Roma, Deborah torna libera dopo la morte del padre violento


È tornata ad essere libera Deborah Sciacquatori, la giovane 19enne che domenica scorsa a Monterotondo, nei pressi di Roma, ha sferrato un colpo fatale nei confronti del padre che da anni assoggettava la propria famiglia a ripetuti episodi di violenza e aggressioni.

La Procura di Tivoli ha così firmato il decreto di remissione in libertà: l'accusa è stata quindi derubricata da omicidio volontario in eccesso colposo di legittima difesa.

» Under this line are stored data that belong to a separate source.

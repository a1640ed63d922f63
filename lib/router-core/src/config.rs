//! Sync engine configuration

use crate::{CoreError, Result};
use router_api::{DEFAULT_CONFIG_SECRET_NAME, DEFAULT_INGRESS_CLASS};

/// Namespace hosting the projection store
pub const CONTROLLER_NAMESPACE_ENV: &str = "ROUTER_CONTROLLER_NAMESPACE";
/// Name of the projection store Secret
pub const CONFIG_SECRET_ENV: &str = "ROUTER_CONFIG_SECRET";
/// Ingress class accepted as managed
pub const INGRESS_CLASS_ENV: &str = "ROUTER_INGRESS_CLASS";

/// Settings passed to the sync engine when it is built
#[derive(Clone, Debug, PartialEq, Eq)]
pub struct SyncConfig {
    /// Namespace of the projection store Secret
    pub namespace: String,
    /// Name of the projection store Secret
    pub secret_name: String,
    /// Value of the ingress class annotation that marks an Ingress as managed
    pub ingress_class: String,
}

impl SyncConfig {
    pub fn new(namespace: impl Into<String>) -> Self {
        Self {
            namespace: namespace.into(),
            secret_name: DEFAULT_CONFIG_SECRET_NAME.to_string(),
            ingress_class: DEFAULT_INGRESS_CLASS.to_string(),
        }
    }

    pub fn with_secret_name(mut self, secret_name: impl Into<String>) -> Self {
        self.secret_name = secret_name.into();
        self
    }

    pub fn with_ingress_class(mut self, ingress_class: impl Into<String>) -> Self {
        self.ingress_class = ingress_class.into();
        self
    }

    /// Load from the process environment
    pub fn from_env() -> Result<Self> {
        Self::from_lookup(|key| std::env::var(key).ok())
    }

    /// Load from an arbitrary key lookup; blank values count as unset
    pub fn from_lookup<F>(lookup: F) -> Result<Self>
    where
        F: Fn(&str) -> Option<String>,
    {
        let read = |key: &str| {
            lookup(key)
                .map(|value| value.trim().to_string())
                .filter(|value| !value.is_empty())
        };

        let namespace =
            read(CONTROLLER_NAMESPACE_ENV).ok_or(CoreError::MissingConfiguration(CONTROLLER_NAMESPACE_ENV))?;

        let mut config = Self::new(namespace);
        if let Some(secret_name) = read(CONFIG_SECRET_ENV) {
            config.secret_name = secret_name;
        }
        if let Some(ingress_class) = read(INGRESS_CLASS_ENV) {
            config.ingress_class = ingress_class;
        }
        Ok(config)
    }

    /// Check the values the engine cannot run without
    pub fn validate(&self) -> Result<()> {
        if self.namespace.trim().is_empty() {
            return Err(CoreError::MissingConfiguration(CONTROLLER_NAMESPACE_ENV));
        }
        if self.secret_name.trim().is_empty() {
            return Err(CoreError::MissingConfiguration(CONFIG_SECRET_ENV));
        }
        Ok(())
    }
}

«Al momento la ragazza è indagata per eccesso colposo di legittima difesa, ma non è escluso che, nelle prossime 2 settimane, si possa chiedere al gip l'archiviazione perché la ragazza, allo stato degli atti a nostra conoscenza, ha agito per difendersi», ha spiegato il Procuratore capo di Tivoli, Francesco Menditto.

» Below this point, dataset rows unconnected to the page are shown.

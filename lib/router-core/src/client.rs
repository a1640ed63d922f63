//! Cluster API seam used by the sync engine
//!
//! The engine only ever gets, creates and replaces whole namespaced
//! objects. Replacement carries `metadata.resourceVersion`, so a stale
//! write fails with [`ApiError::Conflict`] instead of overwriting.

use crate::{CoreError, Result};
use async_trait::async_trait;
use kube::api::PostParams;
use k8s_openapi::NamespaceResourceScope;
use kube::{Api, Client, Resource};
use serde::de::DeserializeOwned;
use serde::Serialize;
use std::fmt::Debug;
use std::future::Future;
use thiserror::Error;
use tokio_util::sync::CancellationToken;

pub type ApiResult<T> = std::result::Result<T, ApiError>;

/// Typed failure conditions of a cluster API call
#[derive(Error, Debug, Clone, PartialEq, Eq)]
pub enum ApiError {
    #[error("Not found: {0}")]
    NotFound(String),

    #[error("Already exists: {0}")]
    AlreadyExists(String),

    #[error("Conflict: {0}")]
    Conflict(String),

    #[error("API request failed: {0}")]
    Other(String),
}

impl From<kube::Error> for ApiError {
    fn from(err: kube::Error) -> Self {
        match &err {
            kube::Error::Api(response) if response.code == 404 => {
                ApiError::NotFound(response.message.clone())
            }
            kube::Error::Api(response)
                if response.code == 409 && response.reason == "AlreadyExists" =>
            {
                ApiError::AlreadyExists(response.message.clone())
            }
            kube::Error::Api(response) if response.code == 409 => {
                ApiError::Conflict(response.message.clone())
            }
            _ => ApiError::Other(err.to_string()),
        }
    }
}

/// Namespaced object the engine can read and write
pub trait ClusterObject:
    Resource<DynamicType = (), Scope = NamespaceResourceScope>
    + Clone
    + Debug
    + Serialize
    + DeserializeOwned
    + Send
    + Sync
    + 'static
{
}

impl<K> ClusterObject for K where
    K: Resource<DynamicType = (), Scope = NamespaceResourceScope>
        + Clone
        + Debug
        + Serialize
        + DeserializeOwned
        + Send
        + Sync
        + 'static
{
}

/// Round trips against the cluster API
#[async_trait]
pub trait ClusterClient: Send + Sync + 'static {
    async fn get<K: ClusterObject>(&self, namespace: &str, name: &str) -> ApiResult<K>;

    async fn create<K: ClusterObject>(&self, object: &K) -> ApiResult<K>;

    /// Replace the whole object, failing with a conflict if it changed since it was read
    async fn update<K: ClusterObject>(&self, object: &K) -> ApiResult<K>;
}

/// [`ClusterClient`] backed by a kube [`Client`]
#[derive(Clone)]
pub struct KubeClusterClient {
    client: Client,
}

impl KubeClusterClient {
    pub fn new(client: Client) -> Self {
        Self { client }
    }

    fn api<K: ClusterObject>(&self, namespace: &str) -> Api<K> {
        Api::namespaced(self.client.clone(), namespace)
    }
}

fn object_location<K: ClusterObject>(object: &K) -> ApiResult<(&str, &str)> {
    let meta = object.meta();
    match (meta.namespace.as_deref(), meta.name.as_deref()) {
        (Some(namespace), Some(name)) => Ok((namespace, name)),
        _ => Err(ApiError::Other(format!(
            "{} is missing a namespace or name",
            K::kind(&())
        ))),
    }
}

#[async_trait]
impl ClusterClient for KubeClusterClient {
    async fn get<K: ClusterObject>(&self, namespace: &str, name: &str) -> ApiResult<K> {
        Ok(self.api::<K>(namespace).get(name).await?)
    }

    async fn create<K: ClusterObject>(&self, object: &K) -> ApiResult<K> {
        let (namespace, _) = object_location(object)?;
        Ok(self
            .api::<K>(namespace)
            .create(&PostParams::default(), object)
            .await?)
    }

    async fn update<K: ClusterObject>(&self, object: &K) -> ApiResult<K> {
        let (namespace, name) = object_location(object)?;
        Ok(self
            .api::<K>(namespace)
            .replace(name, &PostParams::default(), object)
            .await?)
    }
}

/// Run a cluster call, abandoning it as soon as `cancel` fires
pub async fn cancellable<T, F>(cancel: &CancellationToken, call: F) -> Result<T>
where
    F: Future<Output = ApiResult<T>>,
{
    tokio::select! {
        biased;
        _ = cancel.cancelled() => Err(CoreError::Cancelled),
        result = call => result.map_err(CoreError::from),
    }
}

La ragazza aveva scongiurato e implorato il padre di fermarsi prima di colpirlo e ucciderlo, ma secondo le testimonianze di alcuni presenti, poi confermate dallo stesso procuratore, ogni tentativo è stato vano.

Secondo poi quanto riportato dagli inquirenti e quanto confermato sia da Deborah che dai testimoni, la giovane avrebbe detto al padre: «non mi lasciare, ti voglio bene».